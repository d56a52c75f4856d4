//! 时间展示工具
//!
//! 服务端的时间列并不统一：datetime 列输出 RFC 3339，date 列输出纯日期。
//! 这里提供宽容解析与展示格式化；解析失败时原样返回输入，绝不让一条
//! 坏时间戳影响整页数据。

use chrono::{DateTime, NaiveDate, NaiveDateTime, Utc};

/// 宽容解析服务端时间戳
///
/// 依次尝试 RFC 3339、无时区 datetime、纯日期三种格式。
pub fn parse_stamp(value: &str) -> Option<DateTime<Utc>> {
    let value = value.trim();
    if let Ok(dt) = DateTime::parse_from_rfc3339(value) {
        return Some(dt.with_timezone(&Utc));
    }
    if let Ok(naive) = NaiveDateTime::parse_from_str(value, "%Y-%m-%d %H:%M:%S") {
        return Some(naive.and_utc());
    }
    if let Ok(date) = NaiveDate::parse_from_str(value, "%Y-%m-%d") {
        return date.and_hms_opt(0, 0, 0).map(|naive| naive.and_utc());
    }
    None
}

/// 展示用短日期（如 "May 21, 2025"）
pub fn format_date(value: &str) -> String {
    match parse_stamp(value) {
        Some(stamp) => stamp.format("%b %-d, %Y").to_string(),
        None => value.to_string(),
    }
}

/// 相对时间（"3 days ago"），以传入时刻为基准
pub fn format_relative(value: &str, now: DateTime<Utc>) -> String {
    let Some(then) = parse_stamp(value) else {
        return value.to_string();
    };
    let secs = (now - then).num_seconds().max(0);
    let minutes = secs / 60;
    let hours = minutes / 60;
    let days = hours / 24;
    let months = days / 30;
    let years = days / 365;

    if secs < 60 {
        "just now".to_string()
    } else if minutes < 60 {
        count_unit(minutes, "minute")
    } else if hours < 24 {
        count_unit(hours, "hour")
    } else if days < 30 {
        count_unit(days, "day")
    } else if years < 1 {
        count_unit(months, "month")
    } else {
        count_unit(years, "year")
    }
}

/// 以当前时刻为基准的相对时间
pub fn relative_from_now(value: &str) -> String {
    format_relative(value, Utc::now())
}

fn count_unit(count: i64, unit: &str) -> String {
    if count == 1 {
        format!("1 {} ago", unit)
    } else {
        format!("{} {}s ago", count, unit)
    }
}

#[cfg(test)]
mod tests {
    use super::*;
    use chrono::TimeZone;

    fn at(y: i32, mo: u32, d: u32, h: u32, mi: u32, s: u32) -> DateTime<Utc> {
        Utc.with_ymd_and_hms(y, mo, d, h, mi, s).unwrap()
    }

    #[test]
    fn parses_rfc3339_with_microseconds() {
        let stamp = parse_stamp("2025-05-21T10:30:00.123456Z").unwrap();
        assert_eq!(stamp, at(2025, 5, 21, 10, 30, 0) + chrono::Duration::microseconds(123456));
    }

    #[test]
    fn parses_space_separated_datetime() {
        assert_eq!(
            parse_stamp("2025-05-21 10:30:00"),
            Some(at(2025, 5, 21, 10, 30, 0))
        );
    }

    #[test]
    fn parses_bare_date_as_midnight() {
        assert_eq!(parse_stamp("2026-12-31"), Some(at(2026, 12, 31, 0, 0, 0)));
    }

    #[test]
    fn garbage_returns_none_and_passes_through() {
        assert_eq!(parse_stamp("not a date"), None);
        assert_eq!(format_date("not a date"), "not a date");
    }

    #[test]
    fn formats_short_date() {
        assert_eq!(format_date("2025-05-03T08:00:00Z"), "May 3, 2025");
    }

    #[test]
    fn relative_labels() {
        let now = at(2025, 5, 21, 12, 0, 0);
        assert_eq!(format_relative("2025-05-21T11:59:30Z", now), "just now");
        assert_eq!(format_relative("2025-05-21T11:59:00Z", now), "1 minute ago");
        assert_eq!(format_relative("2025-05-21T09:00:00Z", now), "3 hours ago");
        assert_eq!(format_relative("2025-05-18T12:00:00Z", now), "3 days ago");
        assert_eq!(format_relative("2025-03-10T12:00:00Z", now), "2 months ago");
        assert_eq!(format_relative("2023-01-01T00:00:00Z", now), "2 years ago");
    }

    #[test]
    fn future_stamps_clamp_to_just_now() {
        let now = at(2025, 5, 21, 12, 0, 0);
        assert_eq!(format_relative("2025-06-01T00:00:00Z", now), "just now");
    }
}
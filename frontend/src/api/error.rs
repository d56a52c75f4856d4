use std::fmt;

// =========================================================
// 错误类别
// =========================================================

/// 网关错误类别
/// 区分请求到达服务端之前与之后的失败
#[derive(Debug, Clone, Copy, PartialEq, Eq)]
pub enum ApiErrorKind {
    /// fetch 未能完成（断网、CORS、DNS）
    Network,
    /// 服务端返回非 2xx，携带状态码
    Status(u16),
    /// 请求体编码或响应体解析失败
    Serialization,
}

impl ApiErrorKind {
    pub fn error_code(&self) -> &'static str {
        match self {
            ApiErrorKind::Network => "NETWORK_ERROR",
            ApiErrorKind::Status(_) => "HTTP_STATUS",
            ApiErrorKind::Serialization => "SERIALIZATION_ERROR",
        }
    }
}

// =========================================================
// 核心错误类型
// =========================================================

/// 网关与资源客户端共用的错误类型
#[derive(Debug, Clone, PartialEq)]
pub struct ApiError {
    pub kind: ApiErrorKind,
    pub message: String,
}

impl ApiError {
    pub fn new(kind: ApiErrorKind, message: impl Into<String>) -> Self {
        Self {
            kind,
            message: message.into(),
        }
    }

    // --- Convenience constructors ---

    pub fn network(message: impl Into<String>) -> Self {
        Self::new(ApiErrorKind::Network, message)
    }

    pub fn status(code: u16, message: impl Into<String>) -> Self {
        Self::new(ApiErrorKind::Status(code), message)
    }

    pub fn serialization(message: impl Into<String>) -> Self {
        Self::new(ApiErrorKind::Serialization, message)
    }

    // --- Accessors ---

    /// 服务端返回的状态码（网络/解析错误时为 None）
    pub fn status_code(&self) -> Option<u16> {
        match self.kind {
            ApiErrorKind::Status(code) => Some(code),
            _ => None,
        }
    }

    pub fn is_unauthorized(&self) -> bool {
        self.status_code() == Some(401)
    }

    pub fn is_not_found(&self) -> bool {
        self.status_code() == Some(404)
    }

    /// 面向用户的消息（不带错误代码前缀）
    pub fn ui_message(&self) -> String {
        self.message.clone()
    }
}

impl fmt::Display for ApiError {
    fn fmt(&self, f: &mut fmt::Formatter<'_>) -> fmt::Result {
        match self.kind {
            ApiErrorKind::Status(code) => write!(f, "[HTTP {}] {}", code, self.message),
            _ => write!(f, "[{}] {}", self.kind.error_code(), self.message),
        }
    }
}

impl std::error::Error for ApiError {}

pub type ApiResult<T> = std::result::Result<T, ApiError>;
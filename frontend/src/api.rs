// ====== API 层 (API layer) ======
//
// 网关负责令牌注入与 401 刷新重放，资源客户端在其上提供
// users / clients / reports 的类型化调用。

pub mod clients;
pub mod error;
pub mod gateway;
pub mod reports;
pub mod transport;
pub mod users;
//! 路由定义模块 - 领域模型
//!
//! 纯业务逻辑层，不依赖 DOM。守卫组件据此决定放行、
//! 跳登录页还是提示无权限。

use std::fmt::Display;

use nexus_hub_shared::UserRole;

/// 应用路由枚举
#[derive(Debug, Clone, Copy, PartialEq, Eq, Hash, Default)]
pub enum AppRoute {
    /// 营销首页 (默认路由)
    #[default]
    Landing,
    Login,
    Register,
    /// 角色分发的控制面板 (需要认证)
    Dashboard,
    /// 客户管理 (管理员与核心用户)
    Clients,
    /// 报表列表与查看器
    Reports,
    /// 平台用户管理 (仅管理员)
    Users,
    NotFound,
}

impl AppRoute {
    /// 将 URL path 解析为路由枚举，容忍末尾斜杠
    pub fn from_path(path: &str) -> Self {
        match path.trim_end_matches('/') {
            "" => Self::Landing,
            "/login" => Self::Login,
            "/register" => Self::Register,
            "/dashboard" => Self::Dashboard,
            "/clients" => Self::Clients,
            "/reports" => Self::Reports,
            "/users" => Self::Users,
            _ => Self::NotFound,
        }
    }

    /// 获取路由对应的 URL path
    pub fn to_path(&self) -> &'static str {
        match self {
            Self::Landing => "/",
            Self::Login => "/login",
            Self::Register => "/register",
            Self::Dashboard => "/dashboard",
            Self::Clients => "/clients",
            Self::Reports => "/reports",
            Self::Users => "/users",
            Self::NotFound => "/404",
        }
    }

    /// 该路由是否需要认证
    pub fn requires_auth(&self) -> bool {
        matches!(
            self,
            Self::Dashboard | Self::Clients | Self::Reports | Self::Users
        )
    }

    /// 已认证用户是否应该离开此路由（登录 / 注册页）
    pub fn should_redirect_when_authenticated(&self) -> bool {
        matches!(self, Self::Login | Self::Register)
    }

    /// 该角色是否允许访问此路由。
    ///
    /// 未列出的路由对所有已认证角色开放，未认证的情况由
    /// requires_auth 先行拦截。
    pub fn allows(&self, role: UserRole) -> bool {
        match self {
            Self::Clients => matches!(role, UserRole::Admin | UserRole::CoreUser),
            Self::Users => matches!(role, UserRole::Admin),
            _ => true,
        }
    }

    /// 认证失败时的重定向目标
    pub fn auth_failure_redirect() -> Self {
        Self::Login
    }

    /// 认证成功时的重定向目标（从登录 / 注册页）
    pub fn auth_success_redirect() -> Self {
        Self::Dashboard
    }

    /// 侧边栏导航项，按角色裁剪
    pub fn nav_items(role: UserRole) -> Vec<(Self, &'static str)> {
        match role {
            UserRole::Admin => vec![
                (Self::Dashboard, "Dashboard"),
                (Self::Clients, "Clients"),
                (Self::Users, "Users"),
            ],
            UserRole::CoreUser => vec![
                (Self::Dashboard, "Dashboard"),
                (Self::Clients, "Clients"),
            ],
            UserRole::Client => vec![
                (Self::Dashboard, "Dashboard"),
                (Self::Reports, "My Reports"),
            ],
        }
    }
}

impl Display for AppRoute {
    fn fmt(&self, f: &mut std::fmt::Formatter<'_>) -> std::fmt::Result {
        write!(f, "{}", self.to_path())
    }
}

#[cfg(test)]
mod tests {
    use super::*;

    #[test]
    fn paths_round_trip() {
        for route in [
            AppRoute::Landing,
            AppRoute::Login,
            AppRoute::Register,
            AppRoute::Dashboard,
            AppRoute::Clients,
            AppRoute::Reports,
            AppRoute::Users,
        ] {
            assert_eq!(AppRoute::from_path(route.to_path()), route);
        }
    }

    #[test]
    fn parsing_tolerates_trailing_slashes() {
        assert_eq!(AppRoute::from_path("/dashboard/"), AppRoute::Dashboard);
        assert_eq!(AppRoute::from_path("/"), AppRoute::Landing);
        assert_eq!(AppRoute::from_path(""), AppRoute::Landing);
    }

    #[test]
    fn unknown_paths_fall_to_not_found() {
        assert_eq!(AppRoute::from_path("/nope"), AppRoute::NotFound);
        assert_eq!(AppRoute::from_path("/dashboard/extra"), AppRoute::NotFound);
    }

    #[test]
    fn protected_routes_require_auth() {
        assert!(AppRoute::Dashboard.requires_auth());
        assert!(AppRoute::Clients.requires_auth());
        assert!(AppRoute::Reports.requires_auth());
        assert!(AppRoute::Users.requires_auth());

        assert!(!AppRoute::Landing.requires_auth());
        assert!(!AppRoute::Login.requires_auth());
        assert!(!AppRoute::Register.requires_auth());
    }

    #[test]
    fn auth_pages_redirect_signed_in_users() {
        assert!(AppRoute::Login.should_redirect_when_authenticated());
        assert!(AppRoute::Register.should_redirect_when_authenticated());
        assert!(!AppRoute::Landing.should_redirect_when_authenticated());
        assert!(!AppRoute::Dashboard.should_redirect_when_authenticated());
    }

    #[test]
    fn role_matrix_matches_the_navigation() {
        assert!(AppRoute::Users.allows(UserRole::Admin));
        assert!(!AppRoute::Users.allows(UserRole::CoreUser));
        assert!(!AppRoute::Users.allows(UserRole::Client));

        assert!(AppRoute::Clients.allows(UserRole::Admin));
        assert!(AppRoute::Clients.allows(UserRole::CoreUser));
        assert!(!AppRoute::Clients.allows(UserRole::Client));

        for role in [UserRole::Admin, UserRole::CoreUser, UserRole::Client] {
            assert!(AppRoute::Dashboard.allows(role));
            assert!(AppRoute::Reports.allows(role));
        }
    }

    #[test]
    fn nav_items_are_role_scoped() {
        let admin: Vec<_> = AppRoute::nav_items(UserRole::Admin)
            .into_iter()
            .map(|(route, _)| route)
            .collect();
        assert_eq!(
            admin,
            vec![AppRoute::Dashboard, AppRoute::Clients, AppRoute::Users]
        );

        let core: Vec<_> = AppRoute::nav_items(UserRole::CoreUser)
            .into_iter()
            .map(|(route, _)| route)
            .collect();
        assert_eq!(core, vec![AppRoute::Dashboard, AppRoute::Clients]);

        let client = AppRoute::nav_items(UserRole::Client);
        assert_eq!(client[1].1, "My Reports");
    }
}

## WORK ORDER
In the entries above, tally the lines containing the word "Landing" and return only the tally.

## WRITTEN REPLY
8